*LISTED RECORDS*
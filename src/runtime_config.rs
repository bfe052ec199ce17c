// =============================================================================
// Runtime Configuration: JSON file + environment overrides
// =============================================================================
//
// Every field carries a serde default so a partial (or absent) config file is
// always usable. Environment variables are applied on top of whatever was
// loaded; an override that fails to parse is logged and ignored.
// =============================================================================

use std::path::Path;

use anyhow::{bail, Context, Result};
use serde::{Deserialize, Serialize};
use tracing::{info, warn};

use crate::clock::parse_utc_offset;
use crate::scheduler::SessionWindow;
use crate::upstream::NormalizerConfig;

/// Default config file looked up when `SENSEX_CONFIG` is unset.
pub const DEFAULT_CONFIG_PATH: &str = "sensex_config.json";

// =============================================================================
// Default-value helpers (required by serde `default = "..."` attribute)
// =============================================================================

fn default_bind_addr() -> String {
    "0.0.0.0".to_string()
}

fn default_port() -> u16 {
    3000
}

fn default_upstream_url() -> String {
    "http://localhost:5000/api/futures?symbol=sensex".to_string()
}

fn default_poll_interval_secs() -> u64 {
    60
}

fn default_request_timeout_secs() -> u64 {
    10
}

// =============================================================================
// RuntimeConfig
// =============================================================================

/// Top-level configuration for the tick relay.
#[derive(Debug, Clone, PartialEq, Serialize, Deserialize)]
pub struct RuntimeConfig {
    // --- HTTP API ------------------------------------------------------------

    /// Interface the HTTP API binds to.
    #[serde(default = "default_bind_addr")]
    pub bind_addr: String,

    /// Port the HTTP API listens on.
    #[serde(default = "default_port")]
    pub port: u16,

    // --- Upstream ------------------------------------------------------------

    /// Futures quote endpoint polled each cycle.
    #[serde(default = "default_upstream_url")]
    pub upstream_url: String,

    /// Seconds between scheduler cycles.
    #[serde(default = "default_poll_interval_secs")]
    pub poll_interval_secs: u64,

    /// Upper bound on a single upstream request.
    #[serde(default = "default_request_timeout_secs")]
    pub request_timeout_secs: u64,

    // --- Session -------------------------------------------------------------

    /// Fixed UTC offset of the exchange wall clock (e.g. `"+05:30"`). When
    /// unset the host's local time zone is used.
    #[serde(default)]
    pub utc_offset: Option<String>,

    #[serde(default)]
    pub session: SessionWindow,

    // --- Upstream record layout ----------------------------------------------

    #[serde(default)]
    pub normalizer: NormalizerConfig,
}

impl Default for RuntimeConfig {
    fn default() -> Self {
        Self {
            bind_addr: default_bind_addr(),
            port: default_port(),
            upstream_url: default_upstream_url(),
            poll_interval_secs: default_poll_interval_secs(),
            request_timeout_secs: default_request_timeout_secs(),
            utc_offset: None,
            session: SessionWindow::default(),
            normalizer: NormalizerConfig::default(),
        }
    }
}

impl RuntimeConfig {
    /// Load configuration from a JSON file at `path`.
    ///
    /// If the file does not exist, returns an error so the caller can fall
    /// back to defaults with a warning.
    pub fn load(path: impl AsRef<Path>) -> Result<Self> {
        let path = path.as_ref();

        let content = std::fs::read_to_string(path)
            .with_context(|| format!("failed to read runtime config from {}", path.display()))?;

        let config: Self = serde_json::from_str(&content)
            .with_context(|| format!("failed to parse runtime config from {}", path.display()))?;

        info!(
            path = %path.display(),
            upstream_url = %config.upstream_url,
            port = config.port,
            "runtime config loaded"
        );

        Ok(config)
    }

    /// Apply process environment overrides.
    pub fn apply_env(&mut self) {
        self.apply_overrides(|key| std::env::var(key).ok());
    }

    /// Apply overrides from `lookup`, which maps a variable name to its value.
    pub fn apply_overrides(&mut self, lookup: impl Fn(&str) -> Option<String>) {
        if let Some(addr) = lookup("SENSEX_BIND_ADDR") {
            self.bind_addr = addr;
        }
        if let Some(url) = lookup("SENSEX_UPSTREAM_URL") {
            self.upstream_url = url;
        }
        if let Some(offset) = lookup("SENSEX_UTC_OFFSET") {
            self.utc_offset = Some(offset);
        }

        override_parsed(&lookup, "PORT", &mut self.port);
        override_parsed(&lookup, "SENSEX_POLL_SECS", &mut self.poll_interval_secs);
        override_parsed(
            &lookup,
            "SENSEX_REQUEST_TIMEOUT_SECS",
            &mut self.request_timeout_secs,
        );
    }

    /// Reject configurations the scheduler cannot run with.
    pub fn validate(&self) -> Result<()> {
        if self.poll_interval_secs == 0 {
            bail!("poll_interval_secs must be greater than zero");
        }
        if self.request_timeout_secs == 0 {
            bail!("request_timeout_secs must be greater than zero");
        }
        if self.session.start > self.session.close {
            bail!(
                "session start {} is after session close {}",
                self.session.start,
                self.session.close
            );
        }
        if !self.session.contains(self.session.reset_at) {
            warn!(
                reset_at = %self.session.reset_at,
                "reset minute lies outside the session window; the store will never reset"
            );
        }
        if let Some(offset) = &self.utc_offset {
            parse_utc_offset(offset)?;
        }
        if self.normalizer.price_fields.is_empty() {
            bail!("normalizer.price_fields must name at least one field");
        }
        Ok(())
    }
}

fn override_parsed<T>(lookup: &impl Fn(&str) -> Option<String>, key: &str, target: &mut T)
where
    T: std::str::FromStr,
    T::Err: std::fmt::Display,
{
    let Some(raw) = lookup(key) else {
        return;
    };
    match raw.trim().parse() {
        Ok(value) => *target = value,
        Err(e) => warn!(key, value = %raw, error = %e, "ignoring invalid environment override"),
    }
}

*PROBLEM DESCRIPTION*
Output all entries again exactly; no line may be altered.

*TASK ANSWER*
filename src/runtime_config.rs
repository bfe052ec199ce17c
// =============================================================================
// Runtime Configuration: JSON file + environment overrides
// =============================================================================
//
// Every field carries a serde default so a partial (or absent) config file is
// always usable. Environment variables are applied on top of whatever was
// loaded; an override that fails to parse is logged and ignored.
// =============================================================================

use std::path::Path;

use anyhow::{bail, Context, Result};
use serde::{Deserialize, Serialize};
use tracing::{info, warn};

use crate::clock::parse_utc_offset;
use crate::scheduler::SessionWindow;
use crate::upstream::NormalizerConfig;

/// Default config file looked up when `SENSEX_CONFIG` is unset.
pub const DEFAULT_CONFIG_PATH: &str = "sensex_config.json";

// =============================================================================
// Default-value helpers (required by serde `default = "..."` attribute)
// =============================================================================

fn default_bind_addr() -> String {
    "0.0.0.0".to_string()
}

fn default_port() -> u16 {
    3000
}

fn default_upstream_url() -> String {
    "http://localhost:5000/api/futures?symbol=sensex".to_string()
}

fn default_poll_interval_secs() -> u64 {
    60
}

fn default_request_timeout_secs() -> u64 {
    10
}

// =============================================================================
// RuntimeConfig
// =============================================================================

/// Top-level configuration for the tick relay.
#[derive(Debug, Clone, PartialEq, Serialize, Deserialize)]
pub struct RuntimeConfig {
    // --- HTTP API ------------------------------------------------------------

    /// Interface the HTTP API binds to.
    #[serde(default = "default_bind_addr")]
    pub bind_addr: String,

    /// Port the HTTP API listens on.
    #[serde(default = "default_port")]
    pub port: u16,

    // --- Upstream ------------------------------------------------------------

    /// Futures quote endpoint polled each cycle.
    #[serde(default = "default_upstream_url")]
    pub upstream_url: String,

    /// Seconds between scheduler cycles.
    #[serde(default = "default_poll_interval_secs")]
    pub poll_interval_secs: u64,

    /// Upper bound on a single upstream request.
    #[serde(default = "default_request_timeout_secs")]
    pub request_timeout_secs: u64,

    // --- Session -------------------------------------------------------------

    /// Fixed UTC offset of the exchange wall clock (e.g. `"+05:30"`). When
    /// unset the host's local time zone is used.
    #[serde(default)]
    pub utc_offset: Option<String>,

    #[serde(default)]
    pub session: SessionWindow,

    // --- Upstream record layout ----------------------------------------------

    #[serde(default)]
    pub normalizer: NormalizerConfig,
}

impl Default for RuntimeConfig {
    fn default() -> Self {
        Self {
            bind_addr: default_bind_addr(),
            port: default_port(),
            upstream_url: default_upstream_url(),
            poll_interval_secs: default_poll_interval_secs(),
            request_timeout_secs: default_request_timeout_secs(),
            utc_offset: None,
            session: SessionWindow::default(),
            normalizer: NormalizerConfig::default(),
        }
    }
}

impl RuntimeConfig {
    /// Load configuration from a JSON file at `path`.
    ///
    /// If the file does not exist, returns an error so the caller can fall
    /// back to defaults with a warning.
    pub fn load(path: impl AsRef<Path>) -> Result<Self> {
        let path = path.as_ref();

        let content = std::fs::read_to_string(path)
            .with_context(|| format!("failed to read runtime config from {}", path.display()))?;

        let config: Self = serde_json::from_str(&content)
            .with_context(|| format!("failed to parse runtime config from {}", path.display()))?;

        info!(
            path = %path.display(),
            upstream_url = %config.upstream_url,
            port = config.port,
            "runtime config loaded"
        );

        Ok(config)
    }

    /// Apply process environment overrides.
    pub fn apply_env(&mut self) {
        self.apply_overrides(|key| std::env::var(key).ok());
    }

    /// Apply overrides from `lookup`, which maps a variable name to its value.
    pub fn apply_overrides(&mut self, lookup: impl Fn(&str) -> Option<String>) {
        if let Some(addr) = lookup("SENSEX_BIND_ADDR") {
            self.bind_addr = addr;
        }
        if let Some(url) = lookup("SENSEX_UPSTREAM_URL") {
            self.upstream_url = url;
        }
        if let Some(offset) = lookup("SENSEX_UTC_OFFSET") {
            self.utc_offset = Some(offset);
        }

        override_parsed(&lookup, "PORT", &mut self.port);
        override_parsed(&lookup, "SENSEX_POLL_SECS", &mut self.poll_interval_secs);
        override_parsed(
            &lookup,
            "SENSEX_REQUEST_TIMEOUT_SECS",
            &mut self.request_timeout_secs,
        );
    }

    /// Reject configurations the scheduler cannot run with.
    pub fn validate(&self) -> Result<()> {
        if self.poll_interval_secs == 0 {
            bail!("poll_interval_secs must be greater than zero");
        }
        if self.request_timeout_secs == 0 {
            bail!("request_timeout_secs must be greater than zero");
        }
        if self.session.start > self.session.close {
            bail!(
                "session start {} is after session close {}",
                self.session.start,
                self.session.close
            );
        }
        if !self.session.contains(self.session.reset_at) {
            warn!(
                reset_at = %self.session.reset_at,
                "reset minute lies outside the session window; the store will never reset"
            );
        }
        if let Some(offset) = &self.utc_offset {
            parse_utc_offset(offset)?;
        }
        if self.normalizer.price_fields.is_empty() {
            bail!("normalizer.price_fields must name at least one field");
        }
        Ok(())
    }
}

fn override_parsed<T>(lookup: &impl Fn(&str) -> Option<String>, key: &str, target: &mut T)
where
    T: std::str::FromStr,
    T::Err: std::fmt::Display,
{
    let Some(raw) = lookup(key) else {
        return;
    };
    match raw.trim().parse() {
        Ok(value) => *target = value,
        Err(e) => warn!(key, value = %raw, error = %e, "ignoring invalid environment override"),
    }
}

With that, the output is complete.